Poi un’altra istanza di concessione del lavoro all’esterno, rigettata perché il direttore aveva dato la semilibertà a uno, che appena uscito ha violentato una

ragazza, e bisognava placare l’attenzione mediatica.

È tutto un susseguirsi di provvedimenti di massa, Salvatore che si trova coinvolto ma che non ha fatto nulla, la partecipazione al teatro, a spiagge pulite, ma tutto questo non è mai sufficiente: padroneggia la sensazione che “per conseguire qualche cosa occorre ottenere sempre prima qualche altra cosa, un gioco dell’oca dove non basta osservare le regole, perché un getto di dado ti può sempre rimandare alla casella di partenza315.”
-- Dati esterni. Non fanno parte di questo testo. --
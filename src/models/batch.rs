//! Batch identity and membership.

use chrono::{DateTime, Utc};
use serde::{Deserialize, Serialize};
use std::fmt;

/// `(control_year, batch_id)`
pub type BatchKey = (i32, u64);

/// A numbered folder of submissions for one application and control year.
///
/// Membership is never held here; it is whatever the object store lists under
/// `prefix`.
#[derive(Debug, Clone, PartialEq, Eq, Hash, Serialize, Deserialize)]
pub struct Batch {
    pub application_id: String,
    pub control_year: i32,
    pub batch_id: u64,
    /// Key prefix, with trailing slash
    pub prefix: String,
}

impl Batch {
    pub fn key(&self) -> BatchKey {
        (self.control_year, self.batch_id)
    }
}

impl fmt::Display for Batch {
    fn fmt(&self, f: &mut fmt::Formatter<'_>) -> fmt::Result {
        write!(
            f,
            "{}/{}/{}",
            self.application_id, self.control_year, self.batch_id
        )
    }
}

/// A submission whose three artifacts are all present in a batch
#[derive(Debug, Clone, PartialEq, Eq, Serialize, Deserialize)]
pub struct BatchMember {
    pub submission_id: String,
    /// Last-modified of the newest of its artifacts
    pub completed_at: DateTime<Utc>,
}

/// Result of resolving where the next submission goes
#[derive(Debug, Clone, PartialEq, Eq)]
pub struct WritingBatch {
    pub batch: Batch,
    /// Set when this resolution closed the previous writable batch
    pub rotated_from: Option<Batch>,
}

impl WritingBatch {
    pub fn batch_id(&self) -> u64 {
        self.batch.batch_id
    }

    pub fn rotated(&self) -> bool {
        self.rotated_from.is_some()
    }
}
//! # Transmission
//!
//! Session-based hand-off of bundles to the external acceptance system.
//!
//! [`AcceptanceSystem`] is the wire seam: login, submit, logout. The
//! [`TransmissionSessionClient`] layers session state on top of it and turns
//! per-submission statuses into a [`SubmittedDataContainer`]. Neither retries;
//! retry and offline handling belong to the SubmitBundle stage and the health
//! gate.
//!
//! [`SubmittedDataContainer`]: crate::models::SubmittedDataContainer

pub mod errors;
pub mod session;
pub mod simulated;

use async_trait::async_trait;
use chrono::{DateTime, Utc};
use std::fmt;

use crate::models::Bundle;

pub use errors::{SubmissionFailureError, TransmissionError};
pub use session::{SessionState, TransmissionSessionClient};
pub use simulated::SimulatedAcceptanceSystem;

/// Opaque session credential issued at login
#[derive(Clone, PartialEq, Eq, Hash)]
pub struct SessionToken(String);

impl SessionToken {
    pub fn new(value: impl Into<String>) -> Self {
        Self(value.into())
    }

    pub fn as_str(&self) -> &str {
        &self.0
    }
}

impl fmt::Debug for SessionToken {
    fn fmt(&self, f: &mut fmt::Formatter<'_>) -> fmt::Result {
        f.write_str("SessionToken(***)")
    }
}

/// Per-submission outcome reported by the acceptance system
#[derive(Debug, Clone, PartialEq, Eq)]
pub enum TransmissionStatus {
    Accepted {
        submission_id: String,
        receipt_id: String,
        received_at: DateTime<Utc>,
    },
    Rejected {
        submission_id: String,
        reason: String,
    },
}

impl TransmissionStatus {
    pub fn submission_id(&self) -> &str {
        match self {
            TransmissionStatus::Accepted { submission_id, .. }
            | TransmissionStatus::Rejected { submission_id, .. } => submission_id,
        }
    }
}

#[async_trait]
pub trait AcceptanceSystem: Send + Sync + fmt::Debug + 'static {
    async fn login(&self) -> Result<SessionToken, TransmissionError>;

    /// One status per bundle entry the system recognised
    async fn submit(
        &self,
        token: &SessionToken,
        bundle: &Bundle,
    ) -> Result<Vec<TransmissionStatus>, TransmissionError>;

    async fn logout(&self, token: &SessionToken) -> Result<(), TransmissionError>;

    fn system_name(&self) -> &'static str;
}
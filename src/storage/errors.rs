//! # Storage Error Types

use thiserror::Error;

#[derive(Error, Debug, Clone, PartialEq)]
pub enum StorageError {
    #[error("Object not found: {key}")]
    NotFound { key: String },

    #[error("Storage I/O failed: {operation} {key}: {message}")]
    Io {
        operation: String,
        key: String,
        message: String,
    },

    #[error("Invalid object key '{key}': {reason}")]
    InvalidKey { key: String, reason: String },

    #[error("Malformed object {key}: {message}")]
    Malformed { key: String, message: String },
}

impl StorageError {
    pub fn not_found(key: impl Into<String>) -> Self {
        Self::NotFound { key: key.into() }
    }

    pub fn io(
        operation: impl Into<String>,
        key: impl Into<String>,
        message: impl std::fmt::Display,
    ) -> Self {
        Self::Io {
            operation: operation.into(),
            key: key.into(),
            message: message.to_string(),
        }
    }

    pub fn invalid_key(key: impl Into<String>, reason: impl Into<String>) -> Self {
        Self::InvalidKey {
            key: key.into(),
            reason: reason.into(),
        }
    }

    pub fn malformed(key: impl Into<String>, message: impl std::fmt::Display) -> Self {
        Self::Malformed {
            key: key.into(),
            message: message.to_string(),
        }
    }

    /// I/O failures may clear up on retry; a missing or malformed object will not.
    pub fn is_transient(&self) -> bool {
        matches!(self, StorageError::Io { .. })
    }

    pub fn is_not_found(&self) -> bool {
        matches!(self, StorageError::NotFound { .. })
    }
}
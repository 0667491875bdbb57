//! # Pipeline Constants
//!
//! Object layout names, envelope versions and event types shared by the
//! repository, the intake dispatcher and the notification publisher.

use serde::{Deserialize, Serialize};

/// Artifact written first for every member
pub const MANIFEST_FILE_NAME: &str = "manifest.xml";

pub const SUBMISSION_FILE_NAME: &str = "submission.xml";

/// Written last; a member without it is not counted
pub const USER_CONTEXT_FILE_NAME: &str = "userContext.json";

/// Durable record of the most recently opened batch number per control year
pub const HIGH_WATER_MARKER: &str = "_latest";

/// Envelope versions
pub mod versions {
    pub const INTAKE_V1: &str = "1.0";

    /// Intake versions routed to the assembler; anything else is log-only
    pub const SUPPORTED_INTAKE_VERSIONS: &[&str] = &[INTAKE_V1];

    pub const NOTIFICATION_V1: &str = "1.0";
}

/// Outbound notification event types
#[derive(Debug, Clone, Copy, PartialEq, Eq, Hash, Serialize, Deserialize)]
#[serde(rename_all = "SCREAMING_SNAKE_CASE")]
pub enum NotificationEventType {
    Submitted,
    Failed,
}

impl NotificationEventType {
    pub fn as_str(&self) -> &'static str {
        match self {
            NotificationEventType::Submitted => "SUBMITTED",
            NotificationEventType::Failed => "FAILED",
        }
    }
}

impl std::fmt::Display for NotificationEventType {
    fn fmt(&self, f: &mut std::fmt::Formatter<'_>) -> std::fmt::Result {
        f.write_str(self.as_str())
    }
}

/// Which action channel a request travels on
#[derive(Debug, Clone, Copy, PartialEq, Eq, Hash, Serialize, Deserialize)]
#[serde(rename_all = "snake_case")]
pub enum ActionChannel {
    /// Freshly closed batches
    New,
    /// Continuations of batches already moving through the pipeline
    InProgress,
}

impl ActionChannel {
    pub fn as_str(&self) -> &'static str {
        match self {
            ActionChannel::New => "new",
            ActionChannel::InProgress => "in_progress",
        }
    }
}

impl std::fmt::Display for ActionChannel {
    fn fmt(&self, f: &mut std::fmt::Formatter<'_>) -> std::fmt::Result {
        f.write_str(self.as_str())
    }
}
//! # Simulated Acceptance System
//!
//! In-process stand-in for the external acceptance system, used by tests and
//! by local runs without a real endpoint.
//!
//! ## Behavior
//!
//! - Issues a fresh token per login and tracks live sessions
//! - Receipts each bundle entry once; a resubmitted id is rejected as a duplicate
//! - Can be made unreachable, told to reject specific submission ids, or
//!   scripted to fail the next submits with given errors

use std::collections::VecDeque;
use std::sync::atomic::{AtomicBool, AtomicUsize, Ordering};
use std::sync::Arc;

use async_trait::async_trait;
use chrono::{DateTime, Utc};
use dashmap::DashMap;
use parking_lot::Mutex;
use uuid::Uuid;

use super::{AcceptanceSystem, SessionToken, TransmissionError, TransmissionStatus};
use crate::models::Bundle;
use crate::utils::{Clock, SystemClock};

#[derive(Debug, Clone, PartialEq, Eq)]
pub struct AcceptedRecord {
    pub receipt_id: String,
    pub bundle_id: Uuid,
    pub received_at: DateTime<Utc>,
}

#[derive(Debug)]
pub struct SimulatedAcceptanceSystem {
    reachable: AtomicBool,
    sessions: DashMap<String, DateTime<Utc>>,
    accepted: DashMap<String, AcceptedRecord>,
    rejections: DashMap<String, String>,
    scripted_failures: Mutex<VecDeque<TransmissionError>>,
    login_count: AtomicUsize,
    submit_count: AtomicUsize,
    clock: Arc<dyn Clock>,
}

impl Default for SimulatedAcceptanceSystem {
    fn default() -> Self {
        Self::new()
    }
}

impl SimulatedAcceptanceSystem {
    pub fn new() -> Self {
        Self::with_clock(Arc::new(SystemClock))
    }

    pub fn with_clock(clock: Arc<dyn Clock>) -> Self {
        Self {
            reachable: AtomicBool::new(true),
            sessions: DashMap::new(),
            accepted: DashMap::new(),
            rejections: DashMap::new(),
            scripted_failures: Mutex::new(VecDeque::new()),
            login_count: AtomicUsize::new(0),
            submit_count: AtomicUsize::new(0),
            clock,
        }
    }

    pub fn set_reachable(&self, reachable: bool) {
        self.reachable.store(reachable, Ordering::SeqCst);
    }

    /// Reject this submission id whenever it is submitted
    pub fn reject_submission(&self, submission_id: &str, reason: &str) {
        self.rejections
            .insert(submission_id.to_string(), reason.to_string());
    }

    /// Fail the next submit call with `error`; queued failures are used in order
    pub fn fail_next_submit(&self, error: TransmissionError) {
        self.scripted_failures.lock().push_back(error);
    }

    /// Revoke every live session
    pub fn expire_sessions(&self) {
        self.sessions.clear();
    }

    pub fn login_count(&self) -> usize {
        self.login_count.load(Ordering::SeqCst)
    }

    pub fn submit_count(&self) -> usize {
        self.submit_count.load(Ordering::SeqCst)
    }

    pub fn active_sessions(&self) -> usize {
        self.sessions.len()
    }

    pub fn accepted_count(&self) -> usize {
        self.accepted.len()
    }

    pub fn accepted_record(&self, submission_id: &str) -> Option<AcceptedRecord> {
        self.accepted
            .get(submission_id)
            .map(|record| record.value().clone())
    }

    fn ensure_reachable(&self) -> Result<(), TransmissionError> {
        if self.reachable.load(Ordering::SeqCst) {
            Ok(())
        } else {
            Err(TransmissionError::unreachable("simulated outage"))
        }
    }
}

#[async_trait]
impl AcceptanceSystem for SimulatedAcceptanceSystem {
    async fn login(&self) -> Result<SessionToken, TransmissionError> {
        self.ensure_reachable()?;
        self.login_count.fetch_add(1, Ordering::SeqCst);

        let token = Uuid::new_v4().to_string();
        self.sessions.insert(token.clone(), self.clock.now());
        Ok(SessionToken::new(token))
    }

    async fn submit(
        &self,
        token: &SessionToken,
        bundle: &Bundle,
    ) -> Result<Vec<TransmissionStatus>, TransmissionError> {
        self.ensure_reachable()?;
        if !self.sessions.contains_key(token.as_str()) {
            return Err(TransmissionError::SessionExpired);
        }
        self.submit_count.fetch_add(1, Ordering::SeqCst);

        if let Some(error) = self.scripted_failures.lock().pop_front() {
            return Err(error);
        }

        let received_at = self.clock.now();
        let statuses = bundle
            .entries
            .iter()
            .map(|entry| {
                let submission_id = entry.submission_id.clone();
                if let Some(reason) = self.rejections.get(&submission_id) {
                    return TransmissionStatus::Rejected {
                        submission_id,
                        reason: reason.value().clone(),
                    };
                }
                if self.accepted.contains_key(&submission_id) {
                    return TransmissionStatus::Rejected {
                        submission_id,
                        reason: "duplicate submission".to_string(),
                    };
                }

                let receipt_id = format!("RCPT-{}", Uuid::new_v4().simple()).to_uppercase();
                self.accepted.insert(
                    submission_id.clone(),
                    AcceptedRecord {
                        receipt_id: receipt_id.clone(),
                        bundle_id: bundle.bundle_id,
                        received_at,
                    },
                );
                TransmissionStatus::Accepted {
                    submission_id,
                    receipt_id,
                    received_at,
                }
            })
            .collect();

        Ok(statuses)
    }

    async fn logout(&self, token: &SessionToken) -> Result<(), TransmissionError> {
        self.sessions.remove(token.as_str());
        self.ensure_reachable()
    }

    fn system_name(&self) -> &'static str {
        "simulated"
    }
}
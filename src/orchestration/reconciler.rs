//! # Startup Reconciler
//!
//! Runs once, before intake is opened. Every batch in the current control year
//! other than the writable one was closed by an earlier run and not finished,
//! so each is pushed back into the pipeline on the in-progress channel, ahead
//! of anything intake will produce.

use std::sync::Arc;

use tracing::info;

use crate::batching::BatchRepository;
use crate::error::Result;
use crate::pipeline::{Action, ActionQueue};

#[derive(Debug, Clone, PartialEq, Eq)]
pub struct ReconciliationReport {
    pub control_year: i32,
    /// Batch numbers re-enqueued, oldest first
    pub resumed: Vec<u64>,
}

#[derive(Debug, Clone)]
pub struct StartupReconciler {
    repository: Arc<BatchRepository>,
    queue: ActionQueue,
}

impl StartupReconciler {
    pub fn new(repository: Arc<BatchRepository>, queue: ActionQueue) -> Self {
        Self { repository, queue }
    }

    pub async fn reconcile(&self) -> Result<ReconciliationReport> {
        let control_year = self.repository.control_year();
        let batches = self.repository.get_unprocessed_batches().await?;

        let mut resumed = Vec::with_capacity(batches.len());
        for batch in batches {
            resumed.push(batch.batch_id);
            self.queue.push_in_progress(Action::CreateArchive(batch))?;
        }

        info!(
            control_year,
            resumed = resumed.len(),
            batch_ids = ?resumed,
            "🔁 RECONCILER: Incomplete batches resumed"
        );
        Ok(ReconciliationReport {
            control_year,
            resumed,
        })
    }
}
Ma una goccia fa traboccare il vaso, rompe l’equilibrio precario: una perquisizione improvvisa consente di far rinvenire un telefono cellulare nella cella in cui è detenuto Salvatore, per cui viene trasferito al 14 bis in blocco con gli altri detenuti: gli viene preclusa ogni cosa. Sarebbe facile analizzare la scheda e vedere se le chiamate ricevute o inoltrate rientrano tra i contatti del protagonista, ma nulla di tutto questo venne fatto.

La burocrazia si mette nuovamente in mezzo: il provvedimento ha durata, rinnovabile, di sei mesi, il difensore propone reclamo, ma l’udienza viene fissata quasi allo scadere dei sei mesi: Salvatore dà in escandescenze, viene trasferito al reparto psichiatrico, dove non si può dormire né di notte né di giorno perché

urlano.

Un tentativo di impiccagione, il salvataggio: Salvatore decide di evadere, con la morte, perché solo da morto sarebbe uscito da quella cella. Ha deciso di comprarsi la libertà a modo suo.

Libertà và cercando, sì cara come sa chi per lei vita rifiuta.